Beteiligung von Patient und Pflegepersonen

Jüngste Erkenntnisse haben gezeigt, wie wichtig es ist, eine personenzentrierte Versorgung anzubieten, was bedeutet, dass die Anbieter sich stark auf die Präferenzen, Bedürfnisse und Werte der Patienten konzentrieren. Zu den Schlüsselprinzipien der patientenzentrierten Versorgung gehört die Achtung der Patientenpräferenzen; koordinierende Pflege, Bereitstellung von Informationen und Aufklärung für Patienten und Familien, Einbeziehung von Familie und Freunden und Bereitstellung von körperlichem Komfort und emotionaler Unterstützung. Teammitglieder müssen Patienten und Pflegepersonen als aktive Mitglieder des Teams behandeln–z. B. auf folgende Weise:

  • Patienten und Betreuer sollten ggf. in Teamsitzungen einbezogen werden.
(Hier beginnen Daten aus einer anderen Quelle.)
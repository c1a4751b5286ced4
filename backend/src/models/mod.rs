//! Domain models for match reconciliation.
//!
//! - [`FlatRecord`] - One relational row, flattened to name → scalar
//! - [`FlatRecordSet`] - The match row plus every roster row of one match
//! - [`Side`] - Home or away
//! - [`RowScope`] - Which flat row a value came from (for error messages)

use serde::{Deserialize, Serialize};
use serde_json::{Map, Value};
use std::fmt;

use crate::compare;
use crate::error::{ReconcileError, SourceError};

// =============================================================================
// Side
// =============================================================================

/// Side of a team in a match.
#[derive(Debug, Clone, Copy, PartialEq, Eq, Hash, Serialize, Deserialize)]
#[serde(rename_all = "lowercase")]
pub enum Side {
    Home,
    Away,
}

impl Side {
    /// Reconciliation order: home roster before away roster.
    pub const ALL: [Side; 2] = [Side::Home, Side::Away];

    pub fn as_str(&self) -> &'static str {
        match self {
            Side::Home => "home",
            Side::Away => "away",
        }
    }

    /// Interpret a flat side attribute.
    ///
    /// Accepts `"home"` / `"away"` (any case), or an "is home" flag given
    /// as a boolean, a number, `"true"`/`"false"` or a numeric string
    /// (`"1"`, `"0"`, `"1.0"` from a float column export).
    pub fn from_flat_value(value: &Value) -> Option<Side> {
        let from_flag = |is_home: bool| if is_home { Side::Home } else { Side::Away };

        match value {
            Value::Bool(b) => Some(from_flag(*b)),
            Value::Number(n) => n.as_f64().map(|f| from_flag(f != 0.0)),
            Value::String(s) => match s.trim().to_lowercase().as_str() {
                "home" | "h" => Some(Side::Home),
                "away" | "a" => Some(Side::Away),
                "true" => Some(Side::Home),
                "false" => Some(Side::Away),
                _ => compare::as_number(value).map(|f| from_flag(f != 0.0)),
            },
            _ => None,
        }
    }
}

impl fmt::Display for Side {
    fn fmt(&self, f: &mut fmt::Formatter<'_>) -> fmt::Result {
        f.write_str(self.as_str())
    }
}

// =============================================================================
// Row scope
// =============================================================================

/// Identifies the flat row a field was read from.
#[derive(Debug, Clone, Copy, PartialEq, Eq)]
pub enum RowScope {
    /// The match-level row.
    Match,
    /// A roster row whose side is known.
    Roster { side: Side, row_index: usize },
    /// A roster row before its side is read.
    RosterRow { row_index: usize },
}

impl fmt::Display for RowScope {
    fn fmt(&self, f: &mut fmt::Formatter<'_>) -> fmt::Result {
        match self {
            RowScope::Match => write!(f, "match record"),
            RowScope::Roster { side, row_index } => write!(f, "{} roster row {}", side, row_index),
            RowScope::RosterRow { row_index } => write!(f, "roster row {}", row_index),
        }
    }
}

// =============================================================================
// Flat records
// =============================================================================

/// One relational row: field name → scalar value.
///
/// Timestamps are carried as strings; they are canonicalized at comparison
/// time, not here.
#[derive(Debug, Clone, Default, PartialEq, Serialize, Deserialize)]
#[serde(transparent)]
pub struct FlatRecord {
    fields: Map<String, Value>,
}

impl FlatRecord {
    pub fn new() -> Self {
        Self::default()
    }

    /// Build from a JSON value; `None` unless it is an object.
    pub fn from_value(value: Value) -> Option<Self> {
        match value {
            Value::Object(fields) => Some(Self { fields }),
            _ => None,
        }
    }

    pub fn get(&self, field: &str) -> Option<&Value> {
        self.fields.get(field)
    }

    /// Look up a field the caller contractually expects to exist.
    pub fn require(&self, field: &str, scope: RowScope) -> Result<&Value, ReconcileError> {
        self.fields
            .get(field)
            .ok_or_else(|| ReconcileError::MissingField {
                field: field.to_string(),
                scope,
            })
    }

    pub fn insert(&mut self, field: impl Into<String>, value: Value) {
        self.fields.insert(field.into(), value);
    }

    /// Builder-style insert.
    pub fn with(mut self, field: impl Into<String>, value: impl Into<Value>) -> Self {
        self.insert(field, value.into());
        self
    }
}

impl From<Map<String, Value>> for FlatRecord {
    fn from(fields: Map<String, Value>) -> Self {
        Self { fields }
    }
}

impl FromIterator<(String, Value)> for FlatRecord {
    fn from_iter<I: IntoIterator<Item = (String, Value)>>(iter: I) -> Self {
        Self {
            fields: iter.into_iter().collect(),
        }
    }
}

/// All flat rows of one match.
///
/// The relational query joins match columns onto every roster row, so the
/// first row doubles as the match-level record.
#[derive(Debug, Clone, PartialEq, Serialize, Deserialize)]
#[serde(rename_all = "camelCase")]
pub struct FlatRecordSet {
    pub match_record: FlatRecord,
    pub roster: Vec<FlatRecord>,
}

impl FlatRecordSet {
    pub fn new(match_record: FlatRecord, roster: Vec<FlatRecord>) -> Self {
        Self { match_record, roster }
    }

    /// Split joined rows into the match record and the roster.
    ///
    /// Returns `None` for an empty row set.
    pub fn from_rows(rows: Vec<FlatRecord>) -> Option<Self> {
        let match_record = rows.first()?.clone();
        Some(Self {
            match_record,
            roster: rows,
        })
    }

    /// Same as [`FlatRecordSet::from_rows`] for rows given as JSON objects.
    pub fn from_values(match_id: i64, rows: Vec<Value>) -> Result<Self, SourceError> {
        let records = rows
            .into_iter()
            .enumerate()
            .map(|(i, row)| FlatRecord::from_value(row).ok_or(SourceError::InvalidRecord(i)))
            .collect::<Result<Vec<_>, _>>()?;

        Self::from_rows(records).ok_or(SourceError::NoRecords(match_id))
    }
}

#[cfg(test)]
mod tests {
    use super::*;
    use serde_json::json;

    #[test]
    fn test_side_from_flag_and_name() {
        assert_eq!(Side::from_flat_value(&json!(1)), Some(Side::Home));
        assert_eq!(Side::from_flat_value(&json!(0)), Some(Side::Away));
        assert_eq!(Side::from_flat_value(&json!(true)), Some(Side::Home));
        assert_eq!(Side::from_flat_value(&json!("1")), Some(Side::Home));
        assert_eq!(Side::from_flat_value(&json!(" Away ")), Some(Side::Away));
        assert_eq!(Side::from_flat_value(&json!("HOME")), Some(Side::Home));
        assert_eq!(Side::from_flat_value(&json!("left")), None);
        assert_eq!(Side::from_flat_value(&Value::Null), None);
    }

    #[test]
    fn test_side_from_float_flag_string() {
        assert_eq!(Side::from_flat_value(&json!("1.0")), Some(Side::Home));
        assert_eq!(Side::from_flat_value(&json!("0.0")), Some(Side::Away));
        assert_eq!(Side::from_flat_value(&json!(1.0)), Side::from_flat_value(&json!("1.0")));
        assert_eq!(Side::from_flat_value(&json!("")), None);
        assert_eq!(Side::from_flat_value(&json!("NaN")), None);
    }

    #[test]
    fn test_record_set_from_rows() {
        let rows = vec![
            FlatRecord::new().with("MATCH_ID", 1).with("SHIRT_NUMBER", 7),
            FlatRecord::new().with("MATCH_ID", 1).with("SHIRT_NUMBER", 9),
        ];
        let set = FlatRecordSet::from_rows(rows).unwrap();
        assert_eq!(set.match_record.get("SHIRT_NUMBER"), Some(&json!(7)));
        assert_eq!(set.roster.len(), 2);

        assert!(FlatRecordSet::from_rows(Vec::new()).is_none());
    }

    #[test]
    fn test_record_set_from_values_rejects_non_objects() {
        let err = FlatRecordSet::from_values(3, vec![json!({"A": 1}), json!([1, 2])]).unwrap_err();
        assert!(matches!(err, SourceError::InvalidRecord(1)));

        let err = FlatRecordSet::from_values(3, Vec::new()).unwrap_err();
        assert!(matches!(err, SourceError::NoRecords(3)));
    }

    #[test]
    fn test_require_reports_scope() {
        let record = FlatRecord::new().with("GENDER", "M");
        assert_eq!(record.require("GENDER", RowScope::Match).unwrap(), &json!("M"));

        let err = record.require("AREA_ID", RowScope::Match).unwrap_err();
        assert!(err.to_string().contains("match record"));
    }
}
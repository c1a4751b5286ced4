//! Reconciliation report model.
//!
//! A report is an ordered list of [`ComparisonResult`] rows (match-level
//! rows first, then home roster, then away roster) plus the roster pairing
//! diagnostics, which are kept apart from the rows.

pub mod sink;

pub use sink::{CsvReportSink, JsonReportSink, ReportSink};

use serde::Serialize;
use serde_json::Value;
use std::fmt;

use crate::compare;
use crate::path::ResolutionFailure;
use crate::reconcile::roster::PairingFailure;

/// Document-side value of a comparison.
#[derive(Debug, Clone, PartialEq, Serialize)]
#[serde(untagged)]
pub enum FieldValue {
    /// The path resolved to this scalar.
    Resolved(Value),
    /// The path could not be resolved in this document.
    Unresolved {
        #[serde(rename = "unresolved")]
        reason: ResolutionFailure,
    },
}

impl FieldValue {
    pub fn value(&self) -> Option<&Value> {
        match self {
            FieldValue::Resolved(value) => Some(value),
            FieldValue::Unresolved { .. } => None,
        }
    }

    pub fn is_resolved(&self) -> bool {
        matches!(self, FieldValue::Resolved(_))
    }
}

impl From<Result<Value, ResolutionFailure>> for FieldValue {
    fn from(result: Result<Value, ResolutionFailure>) -> Self {
        match result {
            Ok(value) => FieldValue::Resolved(value),
            Err(reason) => FieldValue::Unresolved { reason },
        }
    }
}

impl fmt::Display for FieldValue {
    fn fmt(&self, f: &mut fmt::Formatter<'_>) -> fmt::Result {
        match self {
            FieldValue::Resolved(value) => f.write_str(&compare::display_value(value)),
            FieldValue::Unresolved { reason } => write!(f, "<unresolved: {}>", reason.reason),
        }
    }
}

/// One field-by-field comparison.
///
/// Both values are canonicalized on construction and `matched` is derived
/// from them there; the fields are read-only afterwards.
///
/// Roster rows also carry the index of the flat row they were read from,
/// since several flat rows may pair with the same document entry.
#[derive(Debug, Clone, PartialEq, Serialize)]
#[serde(rename_all = "camelCase")]
pub struct ComparisonResult {
    source_field: String,
    target_path: String,
    #[serde(skip_serializing_if = "Option::is_none")]
    flat_row: Option<usize>,
    source_value: Value,
    target_value: FieldValue,
    matched: bool,
}

impl ComparisonResult {
    pub fn new(
        source_field: impl Into<String>,
        target_path: impl Into<String>,
        source_value: Value,
        target_value: FieldValue,
    ) -> Self {
        let source_value = compare::canonicalize(&source_value);
        let target_value = match target_value {
            FieldValue::Resolved(value) => FieldValue::Resolved(compare::canonicalize(&value)),
            unresolved => unresolved,
        };
        let matched = target_value
            .value()
            .is_some_and(|target| compare::equal(&source_value, target));

        Self {
            source_field: source_field.into(),
            target_path: target_path.into(),
            flat_row: None,
            source_value,
            target_value,
            matched,
        }
    }

    /// Record the flat row a roster comparison was read from.
    pub fn with_flat_row(mut self, row_index: usize) -> Self {
        self.flat_row = Some(row_index);
        self
    }

    pub fn source_field(&self) -> &str {
        &self.source_field
    }

    pub fn target_path(&self) -> &str {
        &self.target_path
    }

    /// Flat row index; `None` for match-level rows.
    pub fn flat_row(&self) -> Option<usize> {
        self.flat_row
    }

    pub fn source_value(&self) -> &Value {
        &self.source_value
    }

    pub fn target_value(&self) -> &FieldValue {
        &self.target_value
    }

    pub fn matched(&self) -> bool {
        self.matched
    }
}

/// Counts over one report.
#[derive(Debug, Clone, Copy, Default, PartialEq, Eq, Serialize)]
#[serde(rename_all = "camelCase")]
pub struct ReportSummary {
    pub total: usize,
    pub matched: usize,
    pub mismatched: usize,
    /// Mismatches caused by an unresolvable path (subset of `mismatched`)
    pub unresolved: usize,
    pub pairing_failures: usize,
}

impl fmt::Display for ReportSummary {
    fn fmt(&self, f: &mut fmt::Formatter<'_>) -> fmt::Result {
        write!(
            f,
            "{} compared, {} matched, {} mismatched ({} unresolved), {} unpaired roster rows",
            self.total, self.matched, self.mismatched, self.unresolved, self.pairing_failures
        )
    }
}

/// Result of reconciling one match.
#[derive(Debug, Clone, Default, PartialEq, Serialize)]
#[serde(rename_all = "camelCase")]
pub struct ReconciliationReport {
    pub rows: Vec<ComparisonResult>,
    pub pairing_failures: Vec<PairingFailure>,
}

impl ReconciliationReport {
    pub fn new() -> Self {
        Self::default()
    }

    pub fn push(&mut self, row: ComparisonResult) {
        self.rows.push(row);
    }

    pub fn summary(&self) -> ReportSummary {
        let matched = self.rows.iter().filter(|r| r.matched()).count();
        let unresolved = self
            .rows
            .iter()
            .filter(|r| !r.target_value().is_resolved())
            .count();

        ReportSummary {
            total: self.rows.len(),
            matched,
            mismatched: self.rows.len() - matched,
            unresolved,
            pairing_failures: self.pairing_failures.len(),
        }
    }

    pub fn mismatches(&self) -> impl Iterator<Item = &ComparisonResult> {
        self.rows.iter().filter(|r| !r.matched())
    }

    /// Every row matched and every roster row was paired.
    pub fn all_matched(&self) -> bool {
        self.pairing_failures.is_empty() && self.rows.iter().all(ComparisonResult::matched)
    }
}

#[cfg(test)]
mod tests {
    use super::*;
    use crate::path::FailureReason;
    use serde_json::json;

    fn unresolved(path: &str) -> FieldValue {
        FieldValue::Unresolved {
            reason: ResolutionFailure {
                path: path.to_string(),
                reason: FailureReason::MissingKey { key: "name".into() },
            },
        }
    }

    #[test]
    fn test_matched_is_derived_from_canonical_values() {
        let row = ComparisonResult::new(
            "KICKOFF_DATE",
            "kickOffDate",
            json!("2021-06-20 16:00:00.00"),
            FieldValue::Resolved(json!("2021-06-20T16:00:00")),
        );
        assert!(row.matched());
        assert_eq!(row.source_value(), &json!("2021-06-20T16:00:00"));

        let row = ComparisonResult::new("AREA_ID", "league.nation", json!(2072), FieldValue::Resolved(json!(2073)));
        assert!(!row.matched());
    }

    #[test]
    fn test_unresolved_never_matches() {
        let row = ComparisonResult::new("SEASON_NAME", "season.name", Value::Null, unresolved("season.name"));
        assert!(!row.matched());
        assert_eq!(row.target_value().to_string(), "<unresolved: key 'name' not found>");
    }

    #[test]
    fn test_summary_counts() {
        let mut report = ReconciliationReport::new();
        report.push(ComparisonResult::new("A", "a", json!(1), FieldValue::Resolved(json!(1.0))));
        report.push(ComparisonResult::new("B", "b", json!("x"), FieldValue::Resolved(json!("y"))));
        report.push(ComparisonResult::new("C", "c", json!("x"), unresolved("c")));

        let summary = report.summary();
        assert_eq!(summary.total, 3);
        assert_eq!(summary.matched, 1);
        assert_eq!(summary.mismatched, 2);
        assert_eq!(summary.unresolved, 1);
        assert_eq!(report.mismatches().count(), 2);
        assert!(!report.all_matched());
    }

    #[test]
    fn test_row_json_shape() {
        let row = ComparisonResult::new("C", "season.name", json!("x"), unresolved("season.name"));
        let value = serde_json::to_value(&row).unwrap();
        assert_eq!(value["sourceField"], json!("C"));
        assert_eq!(value["matched"], json!(false));
        assert_eq!(value["targetValue"]["unresolved"]["reason"]["kind"], json!("missing_key"));

        let row = ComparisonResult::new("A", "a", json!(7), FieldValue::Resolved(json!(7)));
        assert_eq!(serde_json::to_value(&row).unwrap()["targetValue"], json!(7));
    }
}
  • Patienten sollten aufgefordert werden, die im Team gesetzten Ziele zu unterstützen (z. B. Patientenverfügungen, Pflege am Lebensende, Schmerzlevel).

  • Patienten und Betreuer sollten in Besprechungen über die medikamentöse Behandlung, Rehabilitation, Ernährungspläne und andere Therapien einbezogen werden.

  • Die Patienten sollten nach ihren Ideen und Vorlieben gefragt werden; somit kann die Pfege entsprechend abgeändert werden, wenn die Patienten ein bestimmtes Medikament nicht einnehmen oder bestimmte Ernährungsgewohnheiten ändern wollen.

Patienten und Fachkräfte müssen ehrlich miteinander kommunizieren, um zu vermeiden, dass die Patienten eine Meinung unterdrücken und jedem Vorschlag zustimmen. Kognitiv beeinträchtigte Patienten sollten in die Entscheidungsfindung einbezogen werden, vorausgesetzt, dass die Ärzte ihre Kommunikation auf ein Niveau bringen, das die Patienten verstehen. Die Fähigkeit, um Entscheidungen in der Gesundheitsversorgung treffen zu können, ist für jede einzelne Entscheidung spezifisch; Patienten, die nicht in der Lage ist, komplexe Entscheidungen zu treffen, sind immer noch in der Lage, weniger komplizierte Fragen zu entscheiden.

Pflegepersonen, inkl. Familienmitglieder, können dies unterstützen, indem sie basierend auf den Gewohnheiten und dem Lebensstil des Patienten realistische und unrealistische Erwartungen identifizieren. Pflegekräfte sollten auch angeben, welche Art von Unterstützung sie bieten können.